J.M Ledgard now lives in Nairobi, but I caught up with him on a recent visit back to Prague. I asked him why he decided to write a book about the topic:

"Well, I should come clean and say that I had a serious fetish for zoos before I came across this story. And, as a foreign correspondent, I have traveled to lots of countries and the only thing I do religiously in these countries is buy honey, and visit the zoo. So I have been to lots of zoos - some truly, truly awful zoos - Tirana Zoo, in Albania, which had the chain-smoking chimpanzee, the Moldovan National Zoo, which had a three-legged Shetland pony, I kid you not."

"But we're very lucky here in Prague to have undoubtedly, unquestionably the best zoo in the former communist world. I'm deeply ambivalent about zoos. I'm as repulsed by them as I am fascinated in them. I used to go to these zoos, and I never was like, when you were a kid - you had to traipse around the whole zoo. I would always head for one or two, never more than two animals. And I would just sit there for an hour, looking at that one animal."

"My favourite animal was the polar bear, so I wrote a lot of my great political analysis of Central Europe sitting in front of the polar bears at Prague Zoo."

The events which provide the plot for "Giraffe" are still shrouded in secrecy, and, as J.M Ledgard explains, the period which the novel spans is made more mysterious still by the fact that it is often blacked-out of Czech history:

"As I got into this true story I was completely consumed and fascinated by the 1970s in Czechoslovakia, which is a time which has been pared out of history. If you talk to older Czechs, they will have very vivid memories of '65 to '69. If you talk to them about '72 to '76, their public memories, you know, they're gone. Obviously, if you talk about their private memories, when they got married, had a kid, fell in love, fell out of love or whatever, those memories are very clear. But the public memory of what happened that Mayday, it's gone. So I was really fascinated in this combination of this truly bizarre story, and a truly bizarre time."

"Giraffe" presents 1970s Czechoslovakia as an arthritic, ageing country, in which the inhabitants are caged like animals. Even Czech fairytale characters, like the water-sprite or vodnik, are trapped:

The vodnik looks after a stretch of a river or stream. He lives among eels in the back walls of deep pools where trout circle... It is so striking, so very Czechoslovakian, that the vodnik belongs to a single stretch of river, between a linden tree and a bend, or between a weir and a certain copse of crab apple trees. He is not like the mermaids the East German sailors spoke of, who sink freely down from a cove and sing, with plucking of throat hairs, to whales in the faraway deep... The vodnik has been too long exiled in our landlocked Czechoslovakia to move any more in [a] sober and althetic way... He has grown thin and is seen most often in the local hospoda, or pub, where he fancies his green skin is disguised in the weak electric light of the Communist moment.

The book is not very flattering about the Czechoslovakia of the time, and lots of Czechs see the 1970s as something of a murky period in their history.

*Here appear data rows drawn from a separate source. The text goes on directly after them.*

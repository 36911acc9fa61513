//! Raster data types

use std::fmt;

/// Element type of a raster buffer
#[derive(Debug, Clone, Copy, PartialEq, Eq)]
pub enum SampleType {
    U8,
    U16,
    I8,
    I16,
    U32,
    I32,
    F32,
    F64,
}

impl SampleType {
    /// Size of one element in bytes
    pub fn size(self) -> usize {
        match self {
            SampleType::U8 | SampleType::I8 => 1,
            SampleType::U16 | SampleType::I16 => 2,
            SampleType::U32 | SampleType::I32 | SampleType::F32 => 4,
            SampleType::F64 => 8,
        }
    }
}

impl fmt::Display for SampleType {
    fn fmt(&self, f: &mut fmt::Formatter<'_>) -> fmt::Result {
        let name = match self {
            SampleType::U8 => "uint8",
            SampleType::U16 => "uint16",
            SampleType::I8 => "int8",
            SampleType::I16 => "int16",
            SampleType::U32 => "uint32",
            SampleType::I32 => "int32",
            SampleType::F32 => "float32",
            SampleType::F64 => "float64",
        };
        f.write_str(name)
    }
}

/// Width of an encodable sample
#[derive(Debug, Clone, Copy, PartialEq, Eq)]
pub enum BytesPerSample {
    One = 1,
    Two = 2,
}

impl BytesPerSample {
    pub fn bytes(self) -> usize {
        self as usize
    }

    pub fn bits(self) -> u16 {
        8 * self as u16
    }
}

/// Borrowed view of a sensor readout.
///
/// `shape` and `strides` are row-major with one entry per dimension; strides
/// are in bytes. 16-bit samples are stored in native byte order.
#[derive(Debug, Clone)]
pub struct Raster<'a> {
    pub data: &'a [u8],
    pub shape: Vec<usize>,
    pub strides: Vec<isize>,
    pub sample_type: SampleType,
}

impl<'a> Raster<'a> {
    pub fn new(data: &'a [u8], shape: Vec<usize>, strides: Vec<isize>, sample_type: SampleType) -> Self {
        Self {
            data,
            shape,
            strides,
            sample_type,
        }
    }

    /// Packed row-major raster of the given element type.
    ///
    /// A shape whose byte extent overflows `isize` gets empty strides, which
    /// [`validate`](crate::dng::raster::validate) reports as too large.
    pub fn packed(data: &'a [u8], shape: Vec<usize>, sample_type: SampleType) -> Self {
        let strides = packed_strides(&shape, sample_type.size()).unwrap_or_default();
        Self::new(data, shape, strides, sample_type)
    }

    /// Packed 8-bit mosaic.
    pub fn mono8(data: &'a [u8], width: usize, height: usize) -> Self {
        Self::packed(data, vec![height, width], SampleType::U8)
    }

    /// Packed 16-bit mosaic, samples in native byte order.
    pub fn mono16(data: &'a [u8], width: usize, height: usize) -> Self {
        Self::packed(data, vec![height, width], SampleType::U16)
    }

    pub fn ndim(&self) -> usize {
        self.shape.len()
    }
}

/// Byte strides of a packed row-major array with the given shape, or `None`
/// when the total extent does not fit in `isize`.
pub fn packed_strides(shape: &[usize], element_size: usize) -> Option<Vec<isize>> {
    let mut strides = vec![0isize; shape.len()];
    let mut stride = isize::try_from(element_size).ok()?;
    for (dim, len) in shape.iter().enumerate().rev() {
        strides[dim] = stride;
        stride = stride.checked_mul(isize::try_from(*len).ok()?)?;
    }
    Some(strides)
}

/// Dimensions of a validated raster
#[derive(Debug, Clone, Copy, PartialEq, Eq)]
pub struct RasterGeometry {
    pub width: u32,
    pub height: u32,
    pub bytes_per_sample: BytesPerSample,
}

impl RasterGeometry {
    /// Bytes in one scanline
    pub fn row_bytes(&self) -> usize {
        self.width as usize * self.bytes_per_sample.bytes()
    }

    pub fn image_bytes(&self) -> usize {
        self.row_bytes() * self.height as usize
    }
}
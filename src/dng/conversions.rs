//! Pipeline conversions module
//!
//! Orchestrates validation, metadata resolution and tag writing for a
//! raster-to-DNG encode.

mod raster_to_dng;


pub use raster_to_dng::{dng_fields, save_dng, write_dng, DngMetadata, RasterToDngPipeline};
use std::io::{Seek, Write};

use ::tiff::encoder::colortype::{ColorType, Gray8, Gray16};
use ::tiff::encoder::{ImageEncoder, TiffEncoder, TiffKind, TiffKindStandard};
use ::tiff::tags::Tag;
use ::tiff::TiffResult;
use tracing::{debug, trace};

use crate::dng::common::error::{DngError, Result};
use crate::dng::raster::types::{BytesPerSample, RasterGeometry};
use crate::dng::tiff::tags::{TagField, TagValue};
use crate::dng::tiff::writer::TagWriter;

enum ImageStream<'a, W: Write + Seek> {
    Depth8(ImageEncoder<'a, W, Gray8, TiffKindStandard>),
    Depth16(ImageEncoder<'a, W, Gray16, TiffKindStandard>),
}

/// [`TagWriter`] backed by the `tiff` crate encoder.
///
/// Owns a single uncompressed image directory with one row per strip.
pub struct StandardTagWriter<'a, W: Write + Seek> {
    image: Option<ImageStream<'a, W>>,
    geometry: RasterGeometry,
    next_row: u32,
}

impl<'a, W: Write + Seek> StandardTagWriter<'a, W> {
    pub fn new(tiff: &'a mut TiffEncoder<W>, geometry: RasterGeometry) -> Result<Self> {
        let (width, height) = (geometry.width, geometry.height);
        let image = match geometry.bytes_per_sample {
            BytesPerSample::One => {
                let mut image = tiff.new_image::<Gray8>(width, height)?;
                image.rows_per_strip(1)?;
                ImageStream::Depth8(image)
            }
            BytesPerSample::Two => {
                let mut image = tiff.new_image::<Gray16>(width, height)?;
                image.rows_per_strip(1)?;
                ImageStream::Depth16(image)
            }
        };

        debug!("Opened image directory: {}x{}", width, height);

        Ok(Self {
            image: Some(image),
            geometry,
            next_row: 0,
        })
    }

    fn image(&mut self) -> Result<&mut ImageStream<'a, W>> {
        self.image
            .as_mut()
            .ok_or_else(|| DngError::Encode("image directory already written".to_string()))
    }
}

impl<W: Write + Seek> TagWriter for StandardTagWriter<'_, W> {
    fn set_field(&mut self, field: &TagField) -> Result<()> {
        trace!("Setting tag {:?} ({} values)", field.tag, field.value.count());
        let result = match self.image()? {
            ImageStream::Depth8(image) => write_field(image, field),
            ImageStream::Depth16(image) => write_field(image, field),
        };
        Ok(result?)
    }

    fn write_scanline(&mut self, row: u32, scanline: &[u8]) -> Result<()> {
        if row != self.next_row {
            return Err(DngError::WriteRow {
                row,
                reason: format!("expected row {}", self.next_row),
            });
        }
        if scanline.len() != self.geometry.row_bytes() {
            return Err(DngError::WriteRow {
                row,
                reason: format!(
                    "scanline is {} bytes, expected {}",
                    scanline.len(),
                    self.geometry.row_bytes()
                ),
            });
        }

        let result = match self.image()? {
            ImageStream::Depth8(image) => image.write_strip(scanline),
            ImageStream::Depth16(image) => {
                let samples: Vec<u16> = scanline
                    .chunks_exact(2)
                    .map(|pair| u16::from_ne_bytes([pair[0], pair[1]]))
                    .collect();
                image.write_strip(&samples)
            }
        };
        result.map_err(|e| DngError::WriteRow {
            row,
            reason: e.to_string(),
        })?;

        self.next_row += 1;
        Ok(())
    }

    fn write_directory(&mut self) -> Result<()> {
        if self.next_row != self.geometry.height {
            return Err(DngError::Encode(format!(
                "{} of {} rows written",
                self.next_row, self.geometry.height
            )));
        }

        let image = self
            .image
            .take()
            .ok_or_else(|| DngError::Encode("image directory already written".to_string()))?;
        let result = match image {
            ImageStream::Depth8(image) => image.finish(),
            ImageStream::Depth16(image) => image.finish(),
        };
        result?;

        debug!("Image directory written");
        Ok(())
    }
}

fn write_field<W, C, K>(image: &mut ImageEncoder<'_, W, C, K>, field: &TagField) -> TiffResult<()>
where
    W: Write + Seek,
    C: ColorType,
    K: TiffKind,
{
    let tag = Tag::from_u16_exhaustive(field.tag.code());
    let encoder = image.encoder();
    match &field.value {
        TagValue::Byte(values) => encoder.write_tag(tag, &values[..]),
        TagValue::Short(values) => encoder.write_tag(tag, &values[..]),
        TagValue::Long(values) => encoder.write_tag(tag, &values[..]),
        TagValue::Ascii(text) => encoder.write_tag(tag, text.as_str()),
        TagValue::SRational(values) => {
            let values: Vec<::tiff::encoder::SRational> = values
                .iter()
                .map(|r| ::tiff::encoder::SRational {
                    n: r.numerator,
                    d: r.denominator,
                })
                .collect();
            encoder.write_tag(tag, &values[..])
        }
    }
}
//! Command-line overrides for run configs.

use std::path::PathBuf;

use clap::Parser;
use serde_json::Value;

use crate::config::RunConfig;
use crate::document::Mapping;
use crate::error::ConfigError;
use crate::node::ConfigNode;

/// Run configuration arguments.
///
/// CLI values override settings loaded from the `--config` document. They are
/// applied as an overlay patch, so they follow the same rules as a document.
#[derive(Parser, Debug, Default)]
#[command(name = "prism", about = "Prism run configuration")]
pub struct CliArgs {
    /// Run config document (JSON, or RON with a `.ron` extension).
    #[arg(long)]
    pub config: Option<PathBuf>,

    /// Iterations for every optimization pass.
    #[arg(short = 'i', long)]
    pub iter: Option<u32>,

    /// Batch size for every optimization pass.
    #[arg(short = 'b', long)]
    pub batch: Option<u32>,

    /// Learning rate for every optimization pass.
    #[arg(long)]
    pub learning_rate: Option<f64>,

    /// Samples per pixel.
    #[arg(short = 's', long)]
    pub spp: Option<u32>,

    /// Number of material layers.
    #[arg(short = 'l', long)]
    pub layers: Option<u32>,

    /// Training resolution.
    #[arg(long, num_args = 2, value_names = ["HEIGHT", "WIDTH"])]
    pub train_res: Option<Vec<u32>>,

    /// Display resolution.
    #[arg(long, num_args = 2, value_names = ["HEIGHT", "WIDTH"])]
    pub display_res: Option<Vec<u32>>,

    /// Texture resolution.
    #[arg(long, num_args = 2, value_names = ["HEIGHT", "WIDTH"])]
    pub texture_res: Option<Vec<u32>>,

    /// Background (checker, white, black, reference).
    #[arg(long)]
    pub background: Option<String>,

    /// Image loss (logl1, logl2, mse, smape, relmse).
    #[arg(long)]
    pub loss: Option<String>,

    /// Isosurface method (dmtet, flexicubes).
    #[arg(long)]
    pub isosurface: Option<String>,

    /// Output directory.
    #[arg(short = 'o', long)]
    pub out_dir: Option<PathBuf>,

    /// Render validation views after training.
    #[arg(long)]
    pub validate: Option<bool>,

    /// Log level (error, warn, info, debug, trace).
    ///
    /// Not a run field: hand it to `prism_log::init_logging` as its `level`.
    #[arg(long)]
    pub log_level: Option<String>,
}

impl CliArgs {
    /// The overrides as an overlay patch for a run with `passes` optimization
    /// passes. Pass-level overrides address every pass.
    pub fn to_patch(&self, passes: usize) -> Mapping {
        let mut patch = Mapping::new();
        insert(&mut patch, "spp", self.spp);
        insert(&mut patch, "layers", self.layers);
        insert(&mut patch, "train_res", self.train_res.clone());
        insert(&mut patch, "display_res", self.display_res.clone());
        insert(&mut patch, "texture_res", self.texture_res.clone());
        insert(&mut patch, "background", self.background.clone());
        insert(&mut patch, "loss", self.loss.clone());
        insert(&mut patch, "isosurface", self.isosurface.clone());
        insert(
            &mut patch,
            "out_dir",
            self.out_dir
                .as_ref()
                .map(|dir| dir.to_string_lossy().into_owned()),
        );
        insert(&mut patch, "validate", self.validate);

        let mut pass = Mapping::new();
        insert(&mut pass, "num_iter", self.iter);
        insert(&mut pass, "batch", self.batch);
        insert(&mut pass, "learning_rate", self.learning_rate);
        if !pass.is_empty() && passes > 0 {
            patch.insert(
                "optimization_passes".to_string(),
                Value::Array(vec![Value::Object(pass); passes]),
            );
        }

        patch
    }

    /// Load the `--config` document, or defaults without one, and apply the
    /// overrides on top.
    pub fn load_run_config(&self) -> Result<RunConfig, ConfigError> {
        let mut config = match &self.config {
            Some(path) => RunConfig::load(path)?,
            None => RunConfig::default(),
        };
        config.apply_cli_overrides(self);
        Ok(config)
    }
}

impl RunConfig {
    /// Apply CLI overrides to a loaded config.
    pub fn apply_cli_overrides(&mut self, args: &CliArgs) {
        let patch = args.to_patch(self.pass_count());
        if !patch.is_empty() {
            log::debug!("Applying {} CLI overrides", patch.len());
            self.overlay(&patch);
        }
    }
}

fn insert(patch: &mut Mapping, key: &str, value: Option<impl Into<Value>>) {
    if let Some(value) = value {
        patch.insert(key.to_string(), value.into());
    }
}

#[cfg(test)]
mod tests {
    use super::*;
    use crate::config::{Background, LossKind};

    #[test]
    fn test_cli_override() {
        let mut config = RunConfig::default();
        let args = CliArgs {
            spp: Some(4),
            train_res: Some(vec![1024, 768]),
            background: Some("white".to_string()),
            ..Default::default()
        };
        config.apply_cli_overrides(&args);
        assert_eq!(config.render.spp.get(), Some(&4));
        assert_eq!(config.data.train_res.items(), Some(vec![&1024, &768]));
        assert_eq!(config.render.background.get(), Some(&Background::White));
        // Non-overridden fields retain defaults
        assert_eq!(config.loss.loss.get(), Some(&LossKind::Logl1));
        assert_eq!(config.render.display_res.items(), Some(vec![&512, &512]));
    }

    #[test]
    fn test_cli_no_override() {
        let original = RunConfig::default();
        let mut config = RunConfig::default();
        config.apply_cli_overrides(&CliArgs::default());
        assert_eq!(config, original);
    }

    #[test]
    fn test_pass_overrides_reach_every_pass() {
        let mut config = RunConfig::default();
        let patch = serde_json::json!({"optimization_passes": [{}, {"num_iter": 2000}]});
        if let Value::Object(patch) = patch {
            config.overlay(&patch);
        }
        // The default run has a single pass, so the second entry is dropped.
        assert_eq!(config.pass_count(), 1);

        let args = CliArgs {
            iter: Some(300),
            learning_rate: Some(0.03),
            ..Default::default()
        };
        config.apply_cli_overrides(&args);

        let pass = config.optimization_passes.get().unwrap()[0].get().unwrap();
        assert_eq!(pass.num_iter.get(), Some(&300));
        assert_eq!(pass.learning_rate.get(), Some(&0.03));
        assert_eq!(pass.batch.get(), Some(&8));

        // Texture passes are not addressed by pass overrides.
        let texture_pass = config.texture_optimization_passes.get().unwrap()[0]
            .get()
            .unwrap();
        assert_eq!(texture_pass.num_iter.get(), Some(&5000));
    }

    #[test]
    fn test_parse_args() {
        let args = CliArgs::parse_from([
            "prism",
            "--config",
            "configs/bob.json",
            "-i",
            "500",
            "--train-res",
            "256",
            "256",
            "--validate",
            "false",
        ]);
        assert_eq!(args.config, Some(PathBuf::from("configs/bob.json")));
        assert_eq!(args.iter, Some(500));
        assert_eq!(args.train_res, Some(vec![256, 256]));
        assert_eq!(args.validate, Some(false));
        assert_eq!(args.spp, None);
    }

    #[test]
    fn test_load_run_config_without_document() {
        let args = CliArgs {
            out_dir: Some(PathBuf::from("bob")),
            ..Default::default()
        };
        let config = args.load_run_config().unwrap();
        assert_eq!(config.logging.out_dir.get(), Some(&Some(PathBuf::from("bob"))));
    }

    #[test]
    fn test_load_run_config_missing_document() {
        let args = CliArgs {
            config: Some(PathBuf::from("does/not/exist.json")),
            ..Default::default()
        };
        assert!(matches!(args.load_run_config(), Err(ConfigError::NotFound(_))));
    }
}
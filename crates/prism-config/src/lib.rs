//! Run configuration for the Prism asset optimization pipeline.
//!
//! Typed defaults for every pipeline concern, overlaid from JSON or RON
//! documents and snapshotted back to them. Overlays are permissive: unknown
//! keys are skipped and values that do not fit a field's type are kept as
//! given. Supports CLI overrides via clap.

mod cli;
mod config;
mod document;
mod error;
mod node;
mod param;


pub use cli::CliArgs;
pub use config::{
    Background, CameraConfig, DataConfig, GeometryConfig, GpuConfig, Isosurface, LaplaceMode,
    LightConfig, LoggingConfig, LossConfig, LossKind, MaterialConfig, OptimizationPassConfig,
    RenderConfig, RunConfig,
};
pub use document::{DocumentFormat, Mapping};
pub use error::{ConfigError, FormatError};
#[doc(hidden)]
pub use node::{node_from_patch, node_merge, node_to_value};
pub use node::ConfigNode;
pub use param::{Field, FieldKind, FieldValue, Param};
pub use serde_json::Value;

So what sort of success is the book having amongst Czechs, now that it has been translated?

"I'm actually really impressed and feel really positive about the response that I have got. People are really quite interested in this 1970s period, because so few Czechs have examined it, and so few Czechs know that this incident happened. I'm not saying that this is the biggest crime of communism, but it is certainly one of the weirdest, and I think there is a fascination there. And the book was very beautifully translated into Czech."

"Giraffe" received glowing reviews when it was published in English a year ago, and early signs point to the same thing happening with the Czech translation of the book.